Ren's breath ghosted into the cold air as he stared into the cradle's still surface. It no longer showed his reflection — only a dark tunnel beneath the liquid silver, flickering with shadows that shifted like slow smoke.
Lyria's hand was warm on his shoulder. Veluria stood at his side, her eyes half-lidded, that dangerous smile curved across her dark lips.
"You did well, mirror walker," Veluria murmured, her voice velvet-smooth. "Most who taste the cradle's silver drown in its hunger before they even breathe its secrets."
Ren swallowed. His throat still burned where her kiss had pressed the silver into him. Beneath the buzz of desire still coiled low in his belly, something darker pulsed — a slow ache that wasn't quite pain or pleasure, but something in between.

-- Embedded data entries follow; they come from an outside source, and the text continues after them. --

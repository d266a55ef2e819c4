//! Expiring key/value storage for computed totals.

pub mod memory;
pub mod migrations;
pub mod sqlite;

use std::time::Duration;

use chrono::{DateTime, TimeDelta, Utc};
use serde::de::DeserializeOwned;
use serde::{Deserialize, Serialize};

use crate::error::CacheError;

pub use memory::MemoryCache;
pub use sqlite::SqliteCache;

/// Key of the structured-content aggregate.
pub const CONTENT_KEY: &str = "wordtally.content";
/// Key of the saved attachment total.
pub const ATTACHMENTS_KEY: &str = "wordtally.attachments";

#[derive(Debug, Clone, PartialEq, Serialize, Deserialize)]
pub struct CacheEntry {
    pub key: String,
    pub value: serde_json::Value,
    pub expires_at: DateTime<Utc>,
}

impl CacheEntry {
    pub fn new(key: impl Into<String>, value: serde_json::Value, ttl: Duration) -> Self {
        let expires_at = TimeDelta::from_std(ttl)
            .ok()
            .and_then(|delta| Utc::now().checked_add_signed(delta))
            .unwrap_or(DateTime::<Utc>::MAX_UTC);

        Self {
            key: key.into(),
            value,
            expires_at,
        }
    }

    pub fn is_expired(&self) -> bool {
        Utc::now() >= self.expires_at
    }
}

/// Entries are overwritten wholesale by `put`. An expired entry is never
/// returned by `get`.
pub trait CacheStore: Send + Sync {
    fn get(&self, key: &str) -> Result<Option<CacheEntry>, CacheError>;
    fn put(&self, key: &str, value: serde_json::Value, ttl: Duration) -> Result<(), CacheError>;
    fn invalidate(&self, key: &str) -> Result<(), CacheError>;
}

/// Reads and deserializes the live value under `key`.
pub fn get_json<T: DeserializeOwned>(
    cache: &dyn CacheStore,
    key: &str,
) -> Result<Option<T>, CacheError> {
    match cache.get(key)? {
        Some(entry) => Ok(Some(serde_json::from_value(entry.value)?)),
        None => Ok(None),
    }
}

pub fn put_json<T: Serialize>(
    cache: &dyn CacheStore,
    key: &str,
    value: &T,
    ttl: Duration,
) -> Result<(), CacheError> {
    cache.put(key, serde_json::to_value(value)?, ttl)
}
//! Shared test utilities for wordtally integration tests.
//!
//! This module provides:
//! - In-memory fakes for the content, attachment and extractor seams
//! - `TestHarness` for directory-backed runs in a temp directory

pub mod fakes;
pub mod harness;

pub use fakes::*;
pub use harness::{pdf_with_pages, TestHarness};
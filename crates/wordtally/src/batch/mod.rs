//! Chunked attachment counting: list, process chunks, save.

pub mod coordinator;
pub mod progress;

pub use coordinator::{BatchCoordinator, DEFAULT_CHUNK_SIZE};
pub use progress::BatchProgress;
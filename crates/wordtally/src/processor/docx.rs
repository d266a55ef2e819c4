use std::io::Read;
use std::path::Path;

use quick_xml::events::Event;
use quick_xml::Reader;

use crate::config::DocumentFormat;
use crate::error::ExtractionError;
use crate::processor::DocumentTextExtractor;
use crate::sanitize;

pub struct DocxExtractor;

impl DocxExtractor {
    pub fn new() -> Self {
        Self
    }
}

impl Default for DocxExtractor {
    fn default() -> Self {
        Self::new()
    }
}

impl DocumentTextExtractor for DocxExtractor {
    fn extract_text(&self, path: &Path) -> Result<String, ExtractionError> {
        let _span =
            tracing::info_span!("extractor.docx", file = %sanitize::redact_path(path)).entered();

        let file = std::fs::File::open(path).map_err(|e| ExtractionError::ReadDocument {
            path: path.to_path_buf(),
            source: e,
        })?;

        let mut archive = zip::ZipArchive::new(file).map_err(|e| {
            ExtractionError::DocxProcessing(format!("Failed to open DOCX: {}", e))
        })?;

        extract_docx_text(&mut archive)
    }

    fn supports(&self, format: DocumentFormat) -> bool {
        matches!(format, DocumentFormat::Docx)
    }
}

fn extract_docx_text<R: Read + std::io::Seek>(
    archive: &mut zip::ZipArchive<R>,
) -> Result<String, ExtractionError> {
    let mut document_xml = archive.by_name("word/document.xml").map_err(|e| {
        ExtractionError::DocxProcessing(format!("Failed to find document.xml: {}", e))
    })?;

    let mut xml_content = String::new();
    document_xml.read_to_string(&mut xml_content).map_err(|e| {
        ExtractionError::DocxProcessing(format!("Failed to read document.xml: {}", e))
    })?;

    parse_docx_xml(&xml_content)
}

/// Collects the text of `w:t` runs. Runs are concatenated as written, since
/// Word splits single words across runs; paragraphs, tabs and breaks become
/// whitespace.
fn parse_docx_xml(xml: &str) -> Result<String, ExtractionError> {
    let mut reader = Reader::from_str(xml);

    let mut text = String::new();
    let mut in_text_element = false;

    loop {
        match reader.read_event() {
            Ok(Event::Start(ref e)) => {
                if e.local_name().as_ref() == b"t" {
                    in_text_element = true;
                }
            }
            Ok(Event::End(ref e)) => match e.local_name().as_ref() {
                b"t" => in_text_element = false,
                b"p" => text.push('\n'),
                _ => {}
            },
            Ok(Event::Empty(ref e)) => match e.local_name().as_ref() {
                b"tab" => text.push('\t'),
                b"br" | b"cr" => text.push('\n'),
                _ => {}
            },
            Ok(Event::Text(e)) => {
                if in_text_element {
                    text.push_str(&e.decode().unwrap_or_default());
                }
            }
            // Entity and character references arrive as separate events.
            Ok(Event::GeneralRef(e)) => {
                if in_text_element {
                    if let Ok(Some(ch)) = e.resolve_char_ref() {
                        text.push(ch);
                    } else if let Some(resolved) = e
                        .decode()
                        .ok()
                        .and_then(|name| quick_xml::escape::resolve_xml_entity(&name))
                    {
                        text.push_str(resolved);
                    }
                }
            }
            Ok(Event::Eof) => break,
            Err(e) => {
                return Err(ExtractionError::DocxProcessing(format!(
                    "XML parsing error: {}",
                    e
                )));
            }
            _ => {}
        }
    }

    Ok(text)
}
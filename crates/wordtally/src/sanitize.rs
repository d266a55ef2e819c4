//! Helpers for keeping filesystem layout out of log fields.

use std::path::Path;

/// Returns only the filename component of a path (no directory).
pub fn redact_path(path: &Path) -> String {
    path.file_name()
        .and_then(|n| n.to_str())
        .unwrap_or("<unknown>")
        .to_string()
}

"What's on the other side?" he asked, voice hoarse.
Veluria's gloved fingers brushed under his chin, tilting his face toward hers. Her violet eyes glowed faintly in the cradle's light. "A garden older than the forest above. Where every sin ever whispered to the mirror first bloomed."
She leaned in, her lips ghosting his ear. "And you, sweet Ren, get to walk it — as your reward."
Lyria's laugh was soft, low, almost pitying. "A reward… or a promise of what you'll lose, if you don't learn to want it enough."
Before he could answer, Veluria's fingers slid to his chest — pressing flat over the mark the cradle left beating under his skin. A shiver raced through him, tearing a gasp from his lips.
"Step forward," she whispered. "Taste what waits for you."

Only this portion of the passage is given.